The Supreme Court ruling overturning the federal right to abortion is likely to curtail the ability to train doctors in comprehensive reproductive healthcare, physicians said Friday. …
Access to abortion training is required in residency programs in order to maintain accreditation, according to the Accreditation Council for Graduate Medical Education. Residents may choose to opt out of such training due to religious or moral objections.
Of the about 6,000 obstetrics and gynecology residents across the country, about 2,600 are located in one of 26 states that are certain or likely to ban abortions, according to an April study by researchers at the David Geffen School of Medicine at UCLA and University of California, San Francisco.

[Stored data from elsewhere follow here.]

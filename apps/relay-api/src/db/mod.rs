pub mod pool;
pub mod schema;
pub mod store;
use diesel_async::pooled_connection::deadpool::{BuildError, Pool};
use diesel_async::pooled_connection::AsyncDieselConnectionManager;
use diesel_async::AsyncPgConnection;

pub type DbPool = Pool<AsyncPgConnection>;

/// Create a Diesel async connection pool.
///
/// Connections are established lazily, so an unreachable database surfaces
/// as a `StoreError` on the first append rather than here.
pub fn connect(database_url: &str) -> Result<DbPool, BuildError> {
    let manager = AsyncDieselConnectionManager::<AsyncPgConnection>::new(database_url);
    let pool = Pool::builder(manager).max_size(20).build()?;

    tracing::info!("database pool created");

    Ok(pool)
}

Researchers concluded that the rollback of Roe v. Wade will leave “nearly one half of U.S. obstetrics and gynecology residents without access to this fundamental facet of reproductive care, thus affecting care for future patients.” …

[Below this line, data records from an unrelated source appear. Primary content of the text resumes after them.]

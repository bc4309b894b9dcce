use std::time::{SystemTime, UNIX_EPOCH};

use parking_lot::Mutex;

/// Custom epoch: 2025-01-01T00:00:00Z in milliseconds since Unix epoch.
const RELAY_EPOCH_MS: u64 = 1_735_689_600_000;

const WORKER_BITS: u64 = 10;
const SEQUENCE_BITS: u64 = 12;
const SEQUENCE_MASK: u64 = (1 << SEQUENCE_BITS) - 1;

/// Largest worker id that fits in the id layout.
pub const MAX_WORKER_ID: u16 = (1 << WORKER_BITS) - 1;

/// The system clock went backwards past the last issued id.
#[derive(Debug, Clone, Copy, PartialEq, Eq, thiserror::Error)]
#[error("clock moved backwards: last_ms={last_ms}, now_ms={now_ms}")]
pub struct ClockError {
    pub last_ms: u64,
    pub now_ms: u64,
}

struct State {
    last_ms: u64,
    sequence: u64,
}

/// 64-bit time-ordered message id generator.
///
/// Layout (MSB → LSB):
/// - Bits 63–22: Timestamp (42 bits), ms since the relay epoch
/// - Bits 21–12: Worker ID (10 bits)
/// - Bits 11–0:  Sequence (12 bits), per-ms counter
///
/// Ids issued by one generator are strictly increasing, so ordering by id is
/// ordering by persistence time within a room.
pub struct SnowflakeGenerator {
    worker_id: u64,
    state: Mutex<State>,
}

impl SnowflakeGenerator {
    /// Panics if `worker_id` exceeds [`MAX_WORKER_ID`].
    pub fn new(worker_id: u16) -> Self {
        assert!(
            worker_id <= MAX_WORKER_ID,
            "worker_id must fit in {WORKER_BITS} bits"
        );
        Self {
            worker_id: worker_id as u64,
            state: Mutex::new(State {
                last_ms: 0,
                sequence: 0,
            }),
        }
    }

    pub fn generate(&self) -> Result<i64, ClockError> {
        let mut state = self.state.lock();
        let mut now_ms = current_ms();

        if now_ms < state.last_ms {
            return Err(ClockError {
                last_ms: state.last_ms,
                now_ms,
            });
        }

        if now_ms == state.last_ms {
            state.sequence = (state.sequence + 1) & SEQUENCE_MASK;
            if state.sequence == 0 {
                // Sequence exhausted for this millisecond.
                while now_ms <= state.last_ms {
                    now_ms = current_ms();
                }
            }
        } else {
            state.sequence = 0;
        }

        state.last_ms = now_ms;

        let ts = now_ms - RELAY_EPOCH_MS;
        let id = (ts << (WORKER_BITS + SEQUENCE_BITS))
            | (self.worker_id << SEQUENCE_BITS)
            | state.sequence;

        Ok(id as i64)
    }
}

fn current_ms() -> u64 {
    SystemTime::now()
        .duration_since(UNIX_EPOCH)
        .map(|d| d.as_millis() as u64)
        .unwrap_or(RELAY_EPOCH_MS)
}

The Supreme Court ruling raises questions about how training programs can continue to teach abortions in states that enact near or total abortion bans, like in Missouri and Ohio. The Ryan Program helps residency programs across the country integrate abortion care into their teachings with more than 100 Ryan Programs in the U.S., according to the group’s website.
Washington University School of Medicine in St. Louis, which is part of the Ryan Program, said it is working to assess how Friday’s decision will affect training programs, according to a statement provided to Healthcare Dive.
Similarly, leaders at Cleveland Clinic in Ohio are still reviewing the decision and how it will impact patients and providers there.
The end of Roe will pose a significant challenge for medical education programs, Jennifer Nelson Carney, a lawyer at the firm Epstein, Becker & Green, who advises hospitals and health systems, told Healthcare Dive.
“Potentially, all abortion-related training may be available in only a limited number of states, which puts strain on those states and providers — in addition to the costs and hassle of moving residents around the country.”